Considerations for Masters Athletes
A few weeks ago, I read an article about exercising into the 40s and 50s (and beyond), and felt it was hyper-conservative in its recommendations. I mean, just because I may be older doesn’t mean I am preparing myself to check into an assisted living center. Besides, some of the best athletes at CrossFit BNI are over 40, and we are looking for the safest and best ways to get stronger and faster.
So I figured I would address some of the topics I find most important for those of us fortunate enough to have witnessed the 1970’s first-hand.
Before I get into the meat of this discussion, however, I am going to assume that IF you are over 40 and in a fitness program, that you are in tune with the state of your overall health. There is truth to the adage that “with age comes wisdom”, and attempting to sprint a mile after a triple bypass operation kind of goes against this.

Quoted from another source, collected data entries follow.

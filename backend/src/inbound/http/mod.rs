//! HTTP inbound adapter exposing the movie REST endpoints.

pub mod error;
pub mod movies;
pub mod request_context;
pub mod schemas;
pub mod state;

pub use error::ApiResult;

I would also like to highlight that there is a HUGE difference in how hard you should push yourself if you have been physically active, versus if you have been mostly sedentary and are just starting a fitness program. This doesn’t mean that those new to exercise programs need to stick to swim aerobics at the YMCA. They just need to follow the same rules anyone new to fitness follows:
- Rest when you feel lethargic or fatigued.
- Set realistic goals, and work towards them.
- Eat to fuel your exercise.
- Don’t attempt to lift a house until you can do so in good form.
- Stop when you feel pain (know the difference between pain and muscle soreness).
The most important factor of working out at an advanced age, is understanding that your body takes more time to heal. This goes for allowing your muscles to recover after hard workouts as well as allowing injuries to properly heal before you get back to the grind. This is the crappiest thing about getting older, and it definitely takes a while to adjust to the slower recovery requirement. Our brains want to go-go-go; but the body may or may not follow. Testosterone levels also drop as we get older (in both men and women); and affect our drive and ability to build and maintain muscle.
I feel the standard three-days-on / one-day-off routine of CrossFit is a valid routine for those who are used to pushing themselves hard. The older you get, however, perhaps a less frequent schedule is more appropriate for what your body can handle. I fluctuate between a three-days-on / one-day-off schedule and a two-days-on / one-day-off schedule depending on how sore or fatigued I feel. I also periodically take two days off in a row when I really feel sluggish. If you know how to listen to your body (cliché, I know…), you can develop a schedule that suits your capabilities.
Another factor affecting us old-timers is mobility. Tendonitis and stiffness are a fact of life as you get older, which requires extra attention towards maintaining effective ranges of motion. It is imperative that you sustain sufficient mobility to perform every movement through a full range of motion. This will prevent injuries and keep repetitive motion tendonitis at bay.
Along the mobility lines, many masters athletes are limited in their ability to do high-skill exercises such as pistols and handstand push-ups. The movements require the athlete to have strength through a full range of motion, and many times tendonitis and muscle aches make working through that range of motion fairly difficult – especially on a recurring basis. I recommend spending at least five to ten minutes every day you go to the gym working on your particular mobility issues – whether or not you feel you need it that day.
Every. Single. Day.
On the positive side, masters athletes have just as much capacity to continue to lift heavy. Strength fades much slower than endurance and speed. You may not be able to match your best mile time year after year; but you will likely be able to add pounds to your PRs into your 60s – as long as you work hard at it. Just remember that the best accompaniment to stronger lifts is mobility and recovery.
So, as a bottom line…
Continue to push yourself as hard as you feel you can. Lift heavy, run fast, and challenge your PRs every time you go to the gym. Take rest days and work in a mobility program to ensure you stay fresh and flexible. Eat to fuel your workouts and replace lost nutrients. Don’t let your past performances rule your present expectations. If you get hurt, take the time to heal completely.
And pass your wisdom on to younger athletes, so they may learn from your experiences.